PROVIDED DATA:
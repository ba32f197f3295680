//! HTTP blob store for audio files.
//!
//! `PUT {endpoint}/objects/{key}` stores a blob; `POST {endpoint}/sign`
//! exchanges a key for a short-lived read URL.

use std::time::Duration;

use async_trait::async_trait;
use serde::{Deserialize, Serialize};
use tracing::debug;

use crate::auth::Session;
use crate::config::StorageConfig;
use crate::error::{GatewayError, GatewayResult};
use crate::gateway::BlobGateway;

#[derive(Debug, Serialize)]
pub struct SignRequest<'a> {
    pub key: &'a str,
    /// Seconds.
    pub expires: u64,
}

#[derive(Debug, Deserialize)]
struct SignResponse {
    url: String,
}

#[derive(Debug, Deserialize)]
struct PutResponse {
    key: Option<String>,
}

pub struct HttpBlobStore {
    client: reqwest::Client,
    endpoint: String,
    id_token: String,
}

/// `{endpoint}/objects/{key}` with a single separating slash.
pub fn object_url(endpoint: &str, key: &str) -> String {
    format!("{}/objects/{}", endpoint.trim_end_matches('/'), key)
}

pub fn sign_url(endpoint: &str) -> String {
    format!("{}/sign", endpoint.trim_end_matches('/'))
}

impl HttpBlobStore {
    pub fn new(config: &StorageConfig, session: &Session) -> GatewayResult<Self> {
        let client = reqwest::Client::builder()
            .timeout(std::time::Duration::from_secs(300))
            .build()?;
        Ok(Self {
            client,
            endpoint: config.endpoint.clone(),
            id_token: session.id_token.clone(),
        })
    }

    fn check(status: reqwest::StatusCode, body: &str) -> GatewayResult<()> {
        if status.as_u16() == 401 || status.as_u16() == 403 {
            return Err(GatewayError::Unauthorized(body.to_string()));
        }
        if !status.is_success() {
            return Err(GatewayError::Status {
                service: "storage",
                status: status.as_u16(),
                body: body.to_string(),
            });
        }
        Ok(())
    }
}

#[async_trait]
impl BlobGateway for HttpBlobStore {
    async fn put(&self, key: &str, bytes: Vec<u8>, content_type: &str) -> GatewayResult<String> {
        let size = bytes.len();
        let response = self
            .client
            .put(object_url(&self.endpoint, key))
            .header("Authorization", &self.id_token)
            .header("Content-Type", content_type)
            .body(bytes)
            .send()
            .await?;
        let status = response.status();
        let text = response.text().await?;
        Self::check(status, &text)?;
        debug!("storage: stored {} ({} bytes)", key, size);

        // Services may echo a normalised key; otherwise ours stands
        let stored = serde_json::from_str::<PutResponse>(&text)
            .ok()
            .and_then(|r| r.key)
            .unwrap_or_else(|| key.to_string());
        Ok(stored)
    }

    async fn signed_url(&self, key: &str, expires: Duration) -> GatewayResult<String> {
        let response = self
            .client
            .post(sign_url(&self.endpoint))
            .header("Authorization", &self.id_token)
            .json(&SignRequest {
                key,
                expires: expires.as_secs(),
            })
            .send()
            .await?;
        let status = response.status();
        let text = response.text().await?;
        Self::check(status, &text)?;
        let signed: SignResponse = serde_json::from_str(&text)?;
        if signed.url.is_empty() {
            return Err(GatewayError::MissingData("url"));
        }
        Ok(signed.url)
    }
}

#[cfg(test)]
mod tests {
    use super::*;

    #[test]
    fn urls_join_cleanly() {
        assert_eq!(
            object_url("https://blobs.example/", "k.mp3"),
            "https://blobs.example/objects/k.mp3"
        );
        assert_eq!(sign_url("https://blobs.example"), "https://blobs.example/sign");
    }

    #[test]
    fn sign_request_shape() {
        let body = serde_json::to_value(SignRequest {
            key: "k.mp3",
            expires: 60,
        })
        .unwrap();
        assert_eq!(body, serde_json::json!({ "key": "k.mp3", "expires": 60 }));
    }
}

WORK ORDER:
Without any alteration, repeat the entire listing.

SOLUTION BELOW:
repository ba32f197f3295680
//! HTTP blob store for audio files.
//!
//! `PUT {endpoint}/objects/{key}` stores a blob; `POST {endpoint}/sign`
//! exchanges a key for a short-lived read URL.

use std::time::Duration;

use async_trait::async_trait;
use serde::{Deserialize, Serialize};
use tracing::debug;

use crate::auth::Session;
use crate::config::StorageConfig;
use crate::error::{GatewayError, GatewayResult};
use crate::gateway::BlobGateway;

#[derive(Debug, Serialize)]
pub struct SignRequest<'a> {
    pub key: &'a str,
    /// Seconds.
    pub expires: u64,
}

#[derive(Debug, Deserialize)]
struct SignResponse {
    url: String,
}

#[derive(Debug, Deserialize)]
struct PutResponse {
    key: Option<String>,
}

pub struct HttpBlobStore {
    client: reqwest::Client,
    endpoint: String,
    id_token: String,
}

/// `{endpoint}/objects/{key}` with a single separating slash.
pub fn object_url(endpoint: &str, key: &str) -> String {
    format!("{}/objects/{}", endpoint.trim_end_matches('/'), key)
}

pub fn sign_url(endpoint: &str) -> String {
    format!("{}/sign", endpoint.trim_end_matches('/'))
}

impl HttpBlobStore {
    pub fn new(config: &StorageConfig, session: &Session) -> GatewayResult<Self> {
        let client = reqwest::Client::builder()
            .timeout(std::time::Duration::from_secs(300))
            .build()?;
        Ok(Self {
            client,
            endpoint: config.endpoint.clone(),
            id_token: session.id_token.clone(),
        })
    }

    fn check(status: reqwest::StatusCode, body: &str) -> GatewayResult<()> {
        if status.as_u16() == 401 || status.as_u16() == 403 {
            return Err(GatewayError::Unauthorized(body.to_string()));
        }
        if !status.is_success() {
            return Err(GatewayError::Status {
                service: "storage",
                status: status.as_u16(),
                body: body.to_string(),
            });
        }
        Ok(())
    }
}

#[async_trait]
impl BlobGateway for HttpBlobStore {
    async fn put(&self, key: &str, bytes: Vec<u8>, content_type: &str) -> GatewayResult<String> {
        let size = bytes.len();
        let response = self
            .client
            .put(object_url(&self.endpoint, key))
            .header("Authorization", &self.id_token)
            .header("Content-Type", content_type)
            .body(bytes)
            .send()
            .await?;
        let status = response.status();
        let text = response.text().await?;
        Self::check(status, &text)?;
        debug!("storage: stored {} ({} bytes)", key, size);

        // Services may echo a normalised key; otherwise ours stands
        let stored = serde_json::from_str::<PutResponse>(&text)
            .ok()
            .and_then(|r| r.key)
            .unwrap_or_else(|| key.to_string());
        Ok(stored)
    }

    async fn signed_url(&self, key: &str, expires: Duration) -> GatewayResult<String> {
        let response = self
            .client
            .post(sign_url(&self.endpoint))
            .header("Authorization", &self.id_token)
            .json(&SignRequest {
                key,
                expires: expires.as_secs(),
            })
            .send()
            .await?;
        let status = response.status();
        let text = response.text().await?;
        Self::check(status, &text)?;
        let signed: SignResponse = serde_json::from_str(&text)?;
        if signed.url.is_empty() {
            return Err(GatewayError::MissingData("url"));
        }
        Ok(signed.url)
    }
}

#[cfg(test)]
mod tests {
    use super::*;

    #[test]
    fn urls_join_cleanly() {
        assert_eq!(
            object_url("https://blobs.example/", "k.mp3"),
            "https://blobs.example/objects/k.mp3"
        );
        assert_eq!(sign_url("https://blobs.example"), "https://blobs.example/sign");
    }

    #[test]
    fn sign_request_shape() {
        let body = serde_json::to_value(SignRequest {
            key: "k.mp3",
            expires: 60,
        })
        .unwrap();
        assert_eq!(body, serde_json::json!({ "key": "k.mp3", "expires": 60 }));
    }
}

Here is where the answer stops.